__Work task__
Every entry must be repeated exactly in the answer.

*** Extracted material ***

//! Container configuration

use indexmap::IndexMap;
use serde::{Deserialize, Serialize};
use tm_variable_store::VariableStore;
use tracing::debug;

use crate::error::EngineResult;
use crate::instruction::InstructionConfig;
use crate::trigger::TriggerConfig;

/// Tag declared by a container
///
/// The engine only needs the id; hosts decide how a `kind` is executed.
#[derive(Debug, Clone, Serialize, Deserialize)]
pub struct TagConfig {
    pub id: String,
    #[serde(default)]
    pub kind: Option<String>,
    #[serde(default)]
    pub name: Option<String>,
}

/// A complete container: variables, tags, triggers and instructions
#[derive(Debug, Clone, Default, Serialize, Deserialize)]
pub struct EngineConfig {
    /// Initial variable values; `null` declares a variable without a value
    #[serde(default)]
    pub variables: IndexMap<String, serde_json::Value>,
    #[serde(default)]
    pub tags: Vec<TagConfig>,
    #[serde(default)]
    pub triggers: Vec<TriggerConfig>,
    #[serde(default)]
    pub instructions: Vec<InstructionConfig>,
}

impl EngineConfig {
    /// Convert a loaded YAML document
    pub fn from_yaml_value(value: serde_yaml::Value) -> EngineResult<Self> {
        Ok(serde_yaml::from_value(value)?)
    }

    pub fn from_yaml_str(content: &str) -> EngineResult<Self> {
        Ok(serde_yaml::from_str(content)?)
    }

    pub fn from_json_str(content: &str) -> EngineResult<Self> {
        Ok(serde_json::from_str(content)?)
    }

    /// Declare the configured variables in a store
    pub fn apply_variables(&self, store: &VariableStore) {
        for (name, value) in &self.variables {
            if value.is_null() {
                store.declare(name.clone());
            } else {
                store.set(name, value.clone());
            }
        }
        debug!(count = self.variables.len(), "Applied container variables");
    }
}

*** End of Extracted material ***

__Result of this task__
//! Container configuration

use indexmap::IndexMap;
use serde::{Deserialize, Serialize};
use tm_variable_store::VariableStore;
use tracing::debug;

use crate::error::EngineResult;
use crate::instruction::InstructionConfig;
use crate::trigger::TriggerConfig;

/// Tag declared by a container
///
/// The engine only needs the id; hosts decide how a `kind` is executed.
#[derive(Debug, Clone, Serialize, Deserialize)]
pub struct TagConfig {
    pub id: String,
    #[serde(default)]
    pub kind: Option<String>,
    #[serde(default)]
    pub name: Option<String>,
}

/// A complete container: variables, tags, triggers and instructions
#[derive(Debug, Clone, Default, Serialize, Deserialize)]
pub struct EngineConfig {
    /// Initial variable values; `null` declares a variable without a value
    #[serde(default)]
    pub variables: IndexMap<String, serde_json::Value>,
    #[serde(default)]
    pub tags: Vec<TagConfig>,
    #[serde(default)]
    pub triggers: Vec<TriggerConfig>,
    #[serde(default)]
    pub instructions: Vec<InstructionConfig>,
}

impl EngineConfig {
    /// Convert a loaded YAML document
    pub fn from_yaml_value(value: serde_yaml::Value) -> EngineResult<Self> {
        Ok(serde_yaml::from_value(value)?)
    }

    pub fn from_yaml_str(content: &str) -> EngineResult<Self> {
        Ok(serde_yaml::from_str(content)?)
    }

    pub fn from_json_str(content: &str) -> EngineResult<Self> {
        Ok(serde_json::from_str(content)?)
    }

    /// Declare the configured variables in a store
    pub fn apply_variables(&self, store: &VariableStore) {
        for (name, value) in &self.variables {
            if value.is_null() {
                store.declare(name.clone());
            } else {
                store.set(name, value.clone());
            }
        }
        debug!(count = self.variables.len(), "Applied container variables");
    }
}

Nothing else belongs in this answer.